Gokel is known at UMSL and beyond for his work in synthetic organic chemistry. In November, the United States Patent Office once again recognized the value of Gokel’s research by issuing his most-recent patent, “Molecules that Inhibit Efflux Pumps in Multi-drug Resistant Bacteria and Uses Thereof.” Gokel’s group includes Mohit Patel, research associate in chemistry; Saeedeh Negin, post-doctoral fellow in chemistry; and Michael R. Gokel, an electrical engineer who holds a courtesy appointment at UMSL and is Gokel’s son.

They started their research with the goal of making an artificial ion channel. That’s a protein that helps pass things, such as nutrients or waste, through a cell membrane. When they accomplished that goal, the group began thinking about how that invention might be useful.

The current patent application uses that artificial channel to help antibiotics get into bacterial cells, which increases the medicine’s potency. Gokel believes their invention could help combat antibiotic resistance, a growing problem identified by the Centers for Disease Control and Prevention.

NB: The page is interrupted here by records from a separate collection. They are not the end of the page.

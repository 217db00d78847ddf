use crate::cli::parser::Commands;
use crate::config::Config;
use crate::errors::{AppError, AppResult};
use crate::ui::messages::{error, success, warning};
use std::process::Command;

/// Handle the `config` subcommand
pub fn handle(cmd: &Commands, cfg: &Config) -> AppResult<()> {
    if let Commands::Config {
        print_config,
        edit_config,
        editor,
    } = cmd
    {
        if *print_config {
            println!("📄 Current configuration:\n");
            println!("{}", serde_yaml::to_string(cfg)?);
        }

        if *edit_config {
            let path = Config::config_file();
            if !path.exists() {
                return Err(AppError::Config(format!(
                    "{} not found, run `timeclock init` first",
                    path.display()
                )));
            }

            let default_editor = std::env::var("EDITOR")
                .or_else(|_| std::env::var("VISUAL"))
                .unwrap_or_else(|_| {
                    if cfg!(target_os = "windows") {
                        "notepad".to_string()
                    } else {
                        "nano".to_string()
                    }
                });
            let editor_to_use = editor.clone().unwrap_or_else(|| default_editor.clone());

            match Command::new(&editor_to_use).arg(&path).status() {
                Ok(s) if s.success() => success(format!(
                    "Configuration file edited successfully using '{}'",
                    editor_to_use
                )),
                _ if editor_to_use != default_editor => {
                    warning(format!(
                        "Editor '{}' not available, falling back to '{}'",
                        editor_to_use, default_editor
                    ));
                    match Command::new(&default_editor).arg(&path).status() {
                        Ok(s) if s.success() => success(format!(
                            "Configuration file edited successfully using fallback '{}'",
                            default_editor
                        )),
                        _ => error(format!(
                            "Failed to edit configuration file using fallback '{}'",
                            default_editor
                        )),
                    }
                }
                _ => error(format!(
                    "Failed to edit configuration file using '{}'",
                    editor_to_use
                )),
            }

            // reload to catch syntax errors early
            Config::load()?;
        }
    }

    Ok(())
}
use crate::db::punches::Punch;
use crate::errors::AppResult;
use crate::models::payload::LogPayload;
use csv::Writer;
use std::path::Path;

/// Write punches as CSV, one column per payload field plus delivery state.
pub fn write_csv(path: &Path, punches: &[Punch]) -> AppResult<()> {
    let mut wtr = Writer::from_path(path)?;

    wtr.write_record([
        "id",
        "session",
        "timestamp",
        "employee_id",
        "employee_name",
        "action",
        "job_id",
        "job_name",
        "job_pay",
        "notes",
        "latitude",
        "longitude",
        "accuracy",
        "gps_denied",
        "delivered",
    ])?;

    for p in punches {
        let payload: LogPayload = serde_json::from_str(&p.payload)?;
        wtr.write_record(&[
            p.id.to_string(),
            p.session.clone(),
            payload.timestamp,
            payload.employee_id,
            payload.employee_name,
            payload.action,
            payload.job_id,
            payload.job_name,
            cell(&payload.job_pay),
            payload.notes,
            cell(&payload.latitude),
            cell(&payload.longitude),
            cell(&payload.accuracy),
            payload.gps_denied.to_string(),
            p.delivered.to_string(),
        ])?;
    }

    wtr.flush()?;
    Ok(())
}

fn cell(v: &serde_json::Value) -> String {
    match v {
        serde_json::Value::String(s) => s.clone(),
        other => other.to_string(),
    }
}
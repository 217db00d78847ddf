use crate::cli::parser::{Cli, Commands};
use crate::config::Config;
use crate::core::directory;
use crate::db::pool::DbPool;
use crate::db::punches::load_punches;
use crate::errors::AppResult;
use crate::ui::messages::info;
use crate::utils::table::Table;

/// List journaled punches and whether the endpoint accepted them.
pub fn handle(cli: &Cli, cfg: &Config) -> AppResult<()> {
    let Commands::Punches { all } = &cli.command else {
        return Ok(());
    };

    let employee = if *all {
        None
    } else {
        Some(directory::resolve(cli.emp.as_deref())?)
    };

    let pool = DbPool::open(&cfg.database)?;
    let punches = load_punches(&pool.conn, employee.as_ref().map(|e| e.code.as_str()))?;

    if punches.is_empty() {
        info("No punches recorded.");
        return Ok(());
    }

    let mut table = Table::new(&["ID", "TIMESTAMP", "EMP", "ACTION", "JOB", "SENT"]);
    for p in &punches {
        table.add_row(vec![
            p.id.to_string(),
            p.timestamp.clone(),
            p.employee_id.clone(),
            p.action.clone(),
            p.job_id.clone(),
            if p.delivered { "yes" } else { "no" }.to_string(),
        ]);
    }
    print!("{}", table.render());

    let pending = punches.iter().filter(|p| !p.delivered).count();
    if pending > 0 {
        info(format!("{pending} punch(es) were not confirmed by the endpoint."));
    }
    Ok(())
}
use serde::Serialize;

/// An employee resolved from the static directory.
#[derive(Debug, Clone, PartialEq, Eq, Serialize)]
pub struct Employee {
    pub code: String, // ⇔ `--emp` value, e.g. "E01"
    pub name: String,
}

impl Employee {
    pub fn new(code: &str, name: &str) -> Self {
        Self {
            code: code.to_string(),
            name: name.to_string(),
        }
    }

    pub fn greeting(&self) -> String {
        format!("Welcome, {}", self.name)
    }

    /// Session key that remembers the last job picked by this employee.
    pub fn last_job_key(&self) -> String {
        format!("lastJob_{}", self.code)
    }
}
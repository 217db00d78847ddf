use crate::models::status::StatusKind;
use std::fmt;

/// ANSI colors
const RESET: &str = "\x1b[0m";
const BOLD: &str = "\x1b[1m";

const FG_BLUE: &str = "\x1b[34m";
const FG_GREEN: &str = "\x1b[32m";
const FG_YELLOW: &str = "\x1b[33m";
const FG_RED: &str = "\x1b[31m";

/// Icons
const ICON_INFO: &str = "ℹ️";
const ICON_OK: &str = "●";
const ICON_WARN: &str = "⚠️";
const ICON_ERR: &str = "❌";

fn palette(kind: StatusKind) -> (&'static str, &'static str) {
    match kind {
        StatusKind::Info => (FG_BLUE, ICON_INFO),
        StatusKind::Ok => (FG_GREEN, ICON_OK),
        StatusKind::Warn => (FG_YELLOW, ICON_WARN),
        StatusKind::Err => (FG_RED, ICON_ERR),
    }
}

/// Colors are dropped when NO_COLOR is set.
pub fn use_color() -> bool {
    std::env::var_os("NO_COLOR").is_none()
}

/// Format one status line for the terminal.
pub fn render<T: fmt::Display>(kind: StatusKind, msg: T) -> String {
    let (color, icon) = palette(kind);
    if use_color() {
        format!("{}{}{} {}{}", color, BOLD, icon, RESET, msg)
    } else {
        format!("{} {}", icon, msg)
    }
}

pub fn info<T: fmt::Display>(msg: T) {
    println!("{}", render(StatusKind::Info, msg));
}

pub fn success<T: fmt::Display>(msg: T) {
    println!("{}", render(StatusKind::Ok, msg));
}

/// Rejected actions are expected outcomes, so they go to stdout.
pub fn warning<T: fmt::Display>(msg: T) {
    println!("{}", render(StatusKind::Warn, msg));
}

pub fn error<T: fmt::Display>(msg: T) {
    eprintln!("{}", render(StatusKind::Err, msg));
}

/// Section header (employee greeting).
pub fn header<T: fmt::Display>(msg: T) {
    if use_color() {
        println!("{}{}{}{}", FG_BLUE, BOLD, msg, RESET);
    } else {
        println!("{}", msg);
    }
}
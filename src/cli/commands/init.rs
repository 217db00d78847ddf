use crate::cli::parser::Cli;
use crate::config::Config;
use crate::db::log;
use crate::db::pool::DbPool;
use crate::errors::AppResult;
use crate::ui::messages::warning;

/// Handle the `init` command
///
/// This initializes:
///  - the config directory (if missing)
///  - the configuration file (skipped in test mode)
///  - the SQLite database and its schema
pub fn handle(cli: &Cli, cfg: &Config) -> AppResult<()> {
    println!("⚙️  Initializing timeclock…");

    let path = cfg.init_all(cli.test)?;
    if !cli.test {
        println!("📄 Config file : {}", path.display());
    }

    let pool = DbPool::open(&cfg.database)?;
    println!("🗄️  Database   : {}", &cfg.database);

    if cfg.endpoint.is_none() && cfg.jobs_file.is_none() {
        warning("No endpoint configured: set `endpoint` in the configuration file.");
    }

    if let Err(e) = log::ttlog(
        &pool.conn,
        "init",
        "",
        &format!("Database initialized at {}", &cfg.database),
    ) {
        eprintln!("⚠️ Failed to write internal log: {}", e);
    }

    println!("✅ timeclock initialization completed!");
    Ok(())
}
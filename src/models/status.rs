use serde::Serialize;

/// Severity of the status banner.
#[derive(Debug, Clone, Copy, PartialEq, Eq, Serialize)]
pub enum StatusKind {
    Info,
    Ok,
    Warn,
    Err,
}

/// One status banner line.
#[derive(Debug, Clone, PartialEq, Eq, Serialize)]
pub struct Status {
    pub kind: StatusKind,
    pub message: String,
}

impl Status {
    pub fn info(msg: impl Into<String>) -> Self {
        Self::new(StatusKind::Info, msg)
    }

    pub fn ok(msg: impl Into<String>) -> Self {
        Self::new(StatusKind::Ok, msg)
    }

    pub fn warn(msg: impl Into<String>) -> Self {
        Self::new(StatusKind::Warn, msg)
    }

    pub fn err(msg: impl Into<String>) -> Self {
        Self::new(StatusKind::Err, msg)
    }

    fn new(kind: StatusKind, msg: impl Into<String>) -> Self {
        Self {
            kind,
            message: msg.into(),
        }
    }

    /// Print through the shared terminal helpers.
    pub fn show(&self) {
        use crate::ui::messages;
        match self.kind {
            StatusKind::Info => messages::info(&self.message),
            StatusKind::Ok => messages::success(&self.message),
            StatusKind::Warn => messages::warning(&self.message),
            StatusKind::Err => messages::error(&self.message),
        }
    }
}
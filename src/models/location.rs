use serde::Serialize;

/// A device position reading.
#[derive(Debug, Clone, Copy, PartialEq, Serialize)]
pub struct GpsFix {
    pub latitude: f64,
    pub longitude: f64,
    pub accuracy: Option<f64>, // metres
}

/// Outcome of a location lookup: a fix, or nothing (denied, missing, timed out).
#[derive(Debug, Clone, Copy, PartialEq)]
pub enum LocationReading {
    Fix(GpsFix),
    Denied,
}

impl LocationReading {
    pub fn is_denied(&self) -> bool {
        matches!(self, LocationReading::Denied)
    }

    pub fn fix(&self) -> Option<&GpsFix> {
        match self {
            LocationReading::Fix(f) => Some(f),
            LocationReading::Denied => None,
        }
    }
}

impl GpsFix {
    /// Parse `lat,lon[,accuracy]`.
    pub fn parse(s: &str) -> Option<Self> {
        let mut parts = s.trim().split(',').map(str::trim);
        let latitude = parts.next()?.parse::<f64>().ok()?;
        let longitude = parts.next()?.parse::<f64>().ok()?;
        let accuracy = match parts.next() {
            Some(a) if !a.is_empty() => Some(a.parse::<f64>().ok()?),
            _ => None,
        };
        if !(-90.0..=90.0).contains(&latitude) || !(-180.0..=180.0).contains(&longitude) {
            return None;
        }
        Some(Self {
            latitude,
            longitude,
            accuracy,
        })
    }
}
use crate::cli::commands::with_controller;
use crate::cli::parser::{Cli, Commands};
use crate::config::Config;
use crate::errors::AppResult;
use crate::ui::messages::{info, success};

pub fn handle(cli: &Cli, cfg: &Config) -> AppResult<()> {
    if let Commands::Session { clear } = &cli.command {
        with_controller(cli, cfg, |ctl| {
            if *clear {
                let n = ctl.end_session()?;
                success(format!("Session '{}' cleared ({} keys).", cfg.session, n));
            } else {
                info(format!("Session: {}", cfg.session));
            }
            Ok(())
        })?;
    }

    Ok(())
}
use crate::cli::commands::with_controller;
use crate::cli::parser::{Cli, Commands};
use crate::config::Config;
use crate::errors::AppResult;

pub fn handle(cli: &Cli, cfg: &Config) -> AppResult<()> {
    if let Commands::Select { job_id, clear } = &cli.command {
        with_controller(cli, cfg, |ctl| {
            let status = match job_id {
                Some(id) if !*clear && !id.trim().is_empty() => ctl.select_job(id.trim())?,
                _ => ctl.clear_job()?,
            };
            status.show();
            Ok(())
        })?;
    }

    Ok(())
}
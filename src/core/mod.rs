pub mod controller;
pub mod directory;
pub mod event_log;
pub mod gps;
pub mod jobs;
pub mod state;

“It also has a property we did not anticipate of blocking the proteins that would ordinarily push antibiotics out of a cell,” he said. “More gets in, less antibiotic gets pushed out, so you have a more potent antimicrobial, and we’re trying to develop that. We have some that have very high activity against several organisms, like pneumonia and tuberculosis. We know that our compounds are quite active against a number of bacteria that are resistant to drugs like Vancomycin, which is a drug of last resort.”

Gokel’s group formed a startup company, Upaya Pharmaceuticals, and has done tests in mice for toxicity and bioavailability, and it is working on developing a way for the molecule to be taken orally in conjunction with antibiotics. By the time the drug is ready for clinical trials, Gokel hopes to sell the company and has already begun to see interest on that front.

Until then, he’ll be focusing on investigating molecule analogues and other testing with a contract research organization. This work has been supported in part by University of Missouri System FastTrack Funding Awards.

“We’re still interested in all of the peripheral questions, like how do these compounds actually work?” Gokel said. “How do they enter membranes? How do they foster ion transport and regulation? But those are the academic questions that we need to answer to better understand the biological activity because the truth is there are lots of interesting materials. There are lots of interesting compounds, but many of them don’t have any particular purpose. And these compounds could potentially be lifesaving.”